*** Data for review

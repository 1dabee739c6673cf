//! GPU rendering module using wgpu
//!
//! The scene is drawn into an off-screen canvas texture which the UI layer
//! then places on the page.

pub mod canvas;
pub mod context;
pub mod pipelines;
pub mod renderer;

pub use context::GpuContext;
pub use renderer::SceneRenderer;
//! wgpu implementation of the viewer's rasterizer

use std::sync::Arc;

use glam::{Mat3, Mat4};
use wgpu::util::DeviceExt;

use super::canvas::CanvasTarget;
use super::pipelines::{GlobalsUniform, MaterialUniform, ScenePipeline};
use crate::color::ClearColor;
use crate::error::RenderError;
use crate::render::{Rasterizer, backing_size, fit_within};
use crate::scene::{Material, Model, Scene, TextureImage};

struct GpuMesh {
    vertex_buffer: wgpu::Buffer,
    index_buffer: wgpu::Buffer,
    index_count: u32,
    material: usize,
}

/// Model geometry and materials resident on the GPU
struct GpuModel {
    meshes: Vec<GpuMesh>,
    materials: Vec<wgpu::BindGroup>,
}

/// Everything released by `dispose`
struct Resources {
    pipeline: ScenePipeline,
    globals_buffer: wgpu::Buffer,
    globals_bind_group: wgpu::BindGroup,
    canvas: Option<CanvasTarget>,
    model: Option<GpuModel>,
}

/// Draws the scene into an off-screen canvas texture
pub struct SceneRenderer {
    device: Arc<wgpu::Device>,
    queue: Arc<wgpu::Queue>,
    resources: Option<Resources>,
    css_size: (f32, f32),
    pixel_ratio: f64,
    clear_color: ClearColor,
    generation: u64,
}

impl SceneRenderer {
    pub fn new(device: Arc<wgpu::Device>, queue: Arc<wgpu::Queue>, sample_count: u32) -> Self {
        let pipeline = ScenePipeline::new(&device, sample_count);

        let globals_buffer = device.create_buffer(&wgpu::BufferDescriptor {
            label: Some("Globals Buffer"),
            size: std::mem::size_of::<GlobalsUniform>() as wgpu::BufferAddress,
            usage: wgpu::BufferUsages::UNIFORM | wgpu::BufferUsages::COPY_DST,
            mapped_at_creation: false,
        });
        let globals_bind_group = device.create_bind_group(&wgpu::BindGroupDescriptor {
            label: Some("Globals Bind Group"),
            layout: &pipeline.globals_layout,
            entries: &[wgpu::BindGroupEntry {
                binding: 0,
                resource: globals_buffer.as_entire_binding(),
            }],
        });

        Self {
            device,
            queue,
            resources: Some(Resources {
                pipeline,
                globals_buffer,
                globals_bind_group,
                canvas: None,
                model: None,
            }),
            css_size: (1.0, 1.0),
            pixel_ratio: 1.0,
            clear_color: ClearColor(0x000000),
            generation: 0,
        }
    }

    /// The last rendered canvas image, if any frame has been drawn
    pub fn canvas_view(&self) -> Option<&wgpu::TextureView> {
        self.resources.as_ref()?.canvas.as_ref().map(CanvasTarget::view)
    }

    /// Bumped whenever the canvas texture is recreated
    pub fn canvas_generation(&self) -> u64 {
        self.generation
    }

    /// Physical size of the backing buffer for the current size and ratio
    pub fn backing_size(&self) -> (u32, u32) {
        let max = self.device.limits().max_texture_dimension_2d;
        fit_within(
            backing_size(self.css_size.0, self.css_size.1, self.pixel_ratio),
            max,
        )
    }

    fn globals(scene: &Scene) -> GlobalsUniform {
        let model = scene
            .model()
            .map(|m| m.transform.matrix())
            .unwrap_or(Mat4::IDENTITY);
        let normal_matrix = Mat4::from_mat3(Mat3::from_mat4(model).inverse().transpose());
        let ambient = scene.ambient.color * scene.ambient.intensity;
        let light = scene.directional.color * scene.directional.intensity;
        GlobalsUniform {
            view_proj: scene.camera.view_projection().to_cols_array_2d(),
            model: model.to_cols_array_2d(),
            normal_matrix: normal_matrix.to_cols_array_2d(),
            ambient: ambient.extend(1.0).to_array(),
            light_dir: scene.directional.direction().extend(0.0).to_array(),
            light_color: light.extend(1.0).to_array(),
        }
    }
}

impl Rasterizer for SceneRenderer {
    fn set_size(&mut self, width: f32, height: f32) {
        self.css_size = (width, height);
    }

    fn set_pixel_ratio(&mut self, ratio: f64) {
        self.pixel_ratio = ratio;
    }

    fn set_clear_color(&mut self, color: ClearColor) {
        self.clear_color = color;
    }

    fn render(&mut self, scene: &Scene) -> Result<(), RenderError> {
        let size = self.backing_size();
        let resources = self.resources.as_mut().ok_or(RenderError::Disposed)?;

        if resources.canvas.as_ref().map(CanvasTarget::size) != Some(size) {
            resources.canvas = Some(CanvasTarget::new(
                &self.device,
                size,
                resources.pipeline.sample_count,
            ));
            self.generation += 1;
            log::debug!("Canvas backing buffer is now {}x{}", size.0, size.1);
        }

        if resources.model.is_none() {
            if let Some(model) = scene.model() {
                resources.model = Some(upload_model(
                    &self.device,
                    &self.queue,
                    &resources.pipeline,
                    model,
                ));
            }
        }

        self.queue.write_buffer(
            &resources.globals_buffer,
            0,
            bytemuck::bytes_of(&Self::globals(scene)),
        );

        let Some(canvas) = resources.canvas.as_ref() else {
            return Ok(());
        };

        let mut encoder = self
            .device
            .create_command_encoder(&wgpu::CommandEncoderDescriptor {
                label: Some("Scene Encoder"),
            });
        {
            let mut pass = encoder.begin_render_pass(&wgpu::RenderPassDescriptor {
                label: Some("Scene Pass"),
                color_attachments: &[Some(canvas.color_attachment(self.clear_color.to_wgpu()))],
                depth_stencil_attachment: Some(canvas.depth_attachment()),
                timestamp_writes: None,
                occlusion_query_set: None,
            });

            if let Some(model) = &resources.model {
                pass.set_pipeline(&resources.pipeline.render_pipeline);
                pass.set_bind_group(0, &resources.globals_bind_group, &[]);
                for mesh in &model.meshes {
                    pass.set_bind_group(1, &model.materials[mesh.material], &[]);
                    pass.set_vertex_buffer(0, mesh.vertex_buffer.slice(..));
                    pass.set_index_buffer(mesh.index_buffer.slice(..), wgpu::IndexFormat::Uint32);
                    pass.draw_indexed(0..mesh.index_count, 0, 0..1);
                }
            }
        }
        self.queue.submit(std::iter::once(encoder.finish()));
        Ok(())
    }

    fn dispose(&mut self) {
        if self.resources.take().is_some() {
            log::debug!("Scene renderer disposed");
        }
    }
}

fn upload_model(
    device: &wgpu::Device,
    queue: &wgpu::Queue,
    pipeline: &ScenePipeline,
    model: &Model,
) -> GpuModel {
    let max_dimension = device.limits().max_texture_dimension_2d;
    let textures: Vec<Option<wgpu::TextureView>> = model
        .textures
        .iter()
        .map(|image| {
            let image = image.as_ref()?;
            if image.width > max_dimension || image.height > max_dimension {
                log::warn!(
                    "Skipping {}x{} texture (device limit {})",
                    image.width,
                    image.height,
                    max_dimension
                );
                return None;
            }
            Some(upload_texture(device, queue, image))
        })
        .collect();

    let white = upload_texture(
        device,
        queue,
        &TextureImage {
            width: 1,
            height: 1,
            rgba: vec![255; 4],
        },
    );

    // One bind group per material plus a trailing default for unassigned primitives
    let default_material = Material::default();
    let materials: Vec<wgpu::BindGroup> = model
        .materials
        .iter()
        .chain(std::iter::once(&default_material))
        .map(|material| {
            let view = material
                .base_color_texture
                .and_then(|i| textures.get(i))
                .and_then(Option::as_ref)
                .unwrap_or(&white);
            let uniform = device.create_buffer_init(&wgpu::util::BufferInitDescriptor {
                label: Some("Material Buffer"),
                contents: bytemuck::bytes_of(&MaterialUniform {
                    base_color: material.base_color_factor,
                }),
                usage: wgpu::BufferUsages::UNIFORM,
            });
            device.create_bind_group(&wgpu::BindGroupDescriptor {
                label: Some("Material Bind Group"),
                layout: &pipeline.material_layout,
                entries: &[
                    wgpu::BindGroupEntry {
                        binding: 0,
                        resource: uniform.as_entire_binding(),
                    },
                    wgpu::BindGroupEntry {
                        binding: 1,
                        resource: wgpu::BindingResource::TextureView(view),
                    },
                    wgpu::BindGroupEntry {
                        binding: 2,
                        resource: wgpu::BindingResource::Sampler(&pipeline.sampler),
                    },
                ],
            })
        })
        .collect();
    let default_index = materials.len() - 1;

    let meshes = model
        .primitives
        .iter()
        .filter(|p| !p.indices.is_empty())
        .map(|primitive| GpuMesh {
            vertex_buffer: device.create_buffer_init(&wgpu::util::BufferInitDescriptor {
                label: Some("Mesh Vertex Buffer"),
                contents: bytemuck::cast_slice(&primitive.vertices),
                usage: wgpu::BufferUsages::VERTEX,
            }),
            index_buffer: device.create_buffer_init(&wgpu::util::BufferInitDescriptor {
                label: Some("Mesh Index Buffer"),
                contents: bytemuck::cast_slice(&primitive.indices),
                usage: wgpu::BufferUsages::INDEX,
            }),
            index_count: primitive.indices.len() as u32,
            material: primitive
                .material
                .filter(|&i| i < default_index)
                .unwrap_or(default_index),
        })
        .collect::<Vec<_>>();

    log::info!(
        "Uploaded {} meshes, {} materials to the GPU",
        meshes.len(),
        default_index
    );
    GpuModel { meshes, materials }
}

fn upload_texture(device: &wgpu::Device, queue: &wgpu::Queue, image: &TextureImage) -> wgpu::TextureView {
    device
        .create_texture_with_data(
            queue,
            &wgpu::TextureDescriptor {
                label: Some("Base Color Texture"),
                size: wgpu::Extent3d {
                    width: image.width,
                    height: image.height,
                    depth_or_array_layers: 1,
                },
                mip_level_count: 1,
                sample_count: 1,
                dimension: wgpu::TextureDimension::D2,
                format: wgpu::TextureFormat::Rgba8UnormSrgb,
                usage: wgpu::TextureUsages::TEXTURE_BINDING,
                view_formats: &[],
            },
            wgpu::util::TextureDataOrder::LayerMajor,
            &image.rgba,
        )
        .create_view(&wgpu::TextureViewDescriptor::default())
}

******

What the task requires: Set down exactly the lines from the start of the records to the line with "use super::canvas::CanvasTarget;". Include that line, and add nothing more.

Answer section:
repository 1dabee739c6673cf
//! GPU rendering module using wgpu
//!
//! The scene is drawn into an off-screen canvas texture which the UI layer
//! then places on the page.

pub mod canvas;
pub mod context;
pub mod pipelines;
pub mod renderer;

pub use context::GpuContext;
pub use renderer::SceneRenderer;
//! wgpu implementation of the viewer's rasterizer

use std::sync::Arc;

use glam::{Mat3, Mat4};
use wgpu::util::DeviceExt;

use super::canvas::CanvasTarget;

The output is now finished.